Similarly, dotted around the place are cryptic phrases like “ogni pensiero vola” (every thought flies) which appear to have some obvious meaning, but are also quotations from poets of the day, alluding to the subjects of those poems. In recent times the custodians of the garden have picked out some of the inscriptions in red paint – I don’t know what evidence there might be that this was the original intent. Indeed you might imagine that Vicino and Ligorio might have rather enjoyed the idea that the already-cryptic inscriptions might fade away altogether.

All that being said, there does not seem to be scholarly agreement on whether there is a “key” to the garden that unlocks its story. One theory is that the statues are intended to illustrate the story of a book called Hypnertomachia Poliphili, published in 1499 – one would think that would be fairly obvious if true.

Bomarzo
The “Echidna” – not an Australian mammal but a fearsome monster. Fujifilm GFX 50R camera, Fujifilm GF32-64mm R LM WR lens (click to enlarge)

At the top of the garden is a little idealised classical temple, dedicated to Giulia Farnese.

Bomarzo
Temple dedicated to Giulia Farnese. Fujifilm GFX 50R camera, Fujifilm GF32-64mm R LM WR lens (click to enlarge)

In the 19th Century, and for much of the 20th, the garden was forgotten and became overgrown. It came back into public awareness in the 1970s – championed by no less a connoisseur of the bizarre than Salvador Dalí – and a program of clearing and replanting began.
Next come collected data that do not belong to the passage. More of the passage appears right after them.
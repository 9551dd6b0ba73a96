//! Lookup Sheets - typed in-memory sheets with lookup formulas
//!
//! A sheet has a fixed list of typed columns. Each cell holds either a literal
//! value or a `lookup(<column>,<row>)` formula that reads another cell. Writing
//! a cell re-resolves every formula that depends on it, transitively.
//!
//! # Features
//!
//! - Strictly typed columns: boolean, int, double, string (no implicit coercion)
//! - Lookup chains of any length, with full-chain cycle detection
//! - Atomic writes: a rejected write leaves the sheet untouched
//! - Per-sheet locking in the registry, so sheets are written in parallel
//! - HTTP REST API (axum) with a dependency audit endpoint
//!
//! # Example
//!
//! ```
//! use lookup_sheets::core::SheetRegistry;
//! use lookup_sheets::types::{Column, ColumnType, Scalar};
//!
//! let registry = SheetRegistry::new();
//! let id = registry.create_sheet(vec![
//!     Column::new("A", ColumnType::String),
//!     Column::new("C", ColumnType::String),
//! ])?;
//!
//! registry.set_cell(&id, "A", 1, Scalar::from("hello"))?;
//! registry.set_cell(&id, "C", 1, Scalar::from("lookup(A,1)"))?;
//! registry.set_cell(&id, "A", 1, Scalar::from("world"))?;
//!
//! let sheet = registry.get_sheet(&id)?;
//! assert_eq!(sheet.value("C", 1), Some(&Scalar::from("world")));
//! # Ok::<(), lookup_sheets::error::SheetError>(())
//! ```

pub mod api;
pub mod core;
pub mod error;
pub mod types;

// Re-export commonly used types
pub use crate::core::{Sheet, SheetRegistry};
pub use error::{SheetError, SheetResult};
pub use types::{Cell, CellKey, Column, ColumnType, Scalar, SheetId, SheetSnapshot};
//! Lookup Sheets API Server binary
//!
//! HTTP REST API for typed in-memory sheets with lookup formulas.

use clap::Parser;
use lookup_sheets::api::{run_api_server, ApiConfig};

#[derive(Parser, Debug)]
#[command(name = "sheets-server")]
#[command(version)]
#[command(about = "Lookup Sheets API Server - typed in-memory sheets with lookup formulas")]
#[command(long_about = r#"
Lookup Sheets API Server

Sheets have a fixed list of typed columns (boolean, int, double, string).
A cell holds a literal or a formula of the form lookup(<column>,<row>);
writing a cell re-resolves every formula that depends on it.

Endpoints:
  - POST   /sheet                                  - Create a sheet
  - GET    /sheets                                 - List all sheets
  - GET    /sheet/:sheet_id                        - Get a sheet
  - DELETE /sheet/:sheet_id                        - Delete a sheet
  - PUT    /sheet/:sheet_id/cell                   - Set a cell
  - GET    /sheet/:sheet_id/cell/:column/:row/audit - Audit a cell

Additional endpoints:
  - GET  /health           - Health check
  - GET  /version          - Server version info
  - GET  /                 - API documentation

Logging is controlled with RUST_LOG (default: lookup_sheets=info,tower_http=info).

Example usage:
  sheets-server                           # Start on localhost:3000
  sheets-server --host 0.0.0.0 --port 8080

  curl -X POST http://localhost:3000/sheet \
    -H "Content-Type: application/json" \
    -d '{"columns": [{"name": "A", "type": "string"}]}'
"#)]
struct Args {
    /// Host address to bind to (use 0.0.0.0 for all interfaces)
    #[arg(short = 'H', long, default_value = "127.0.0.1", env = "SHEETS_HOST")]
    host: String,

    /// Port to listen on
    #[arg(short, long, default_value = "3000", env = "SHEETS_PORT")]
    port: u16,
}

#[tokio::main]
async fn main() -> anyhow::Result<()> {
    let args = Args::parse();

    tracing_subscriber::fmt()
        .with_env_filter(
            tracing_subscriber::EnvFilter::try_from_default_env()
                .unwrap_or_else(|_| "lookup_sheets=info,tower_http=info".into()),
        )
        .init();

    let config = ApiConfig {
        host: args.host,
        port: args.port,
    };

    run_api_server(config).await
}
It was deemed best for the local bishop to exorcise the place before being reopened to the public in 1980. But in its years of being forgotten, one wonders whether the grandmothers of Bomarzo would frighten naughty children with stories of the monsters hidden away in the woods below the town.

Bomarzo
The “Proteo-Glauco”. Fujifilm GFX 50R camera, Fujifilm GF32-64mm R LM WR lens (click to enlarge)

Sources

I originally wrote this article based on online material and the printed matter that you get when you buy your ticket for admission. But more recently a friend gave us a book called Monty Don’s Italian Gardens (Quadrille Publishing, 2011). In the article on Bomarzo Mr Don is scathing about the choice of trees used in the replanting.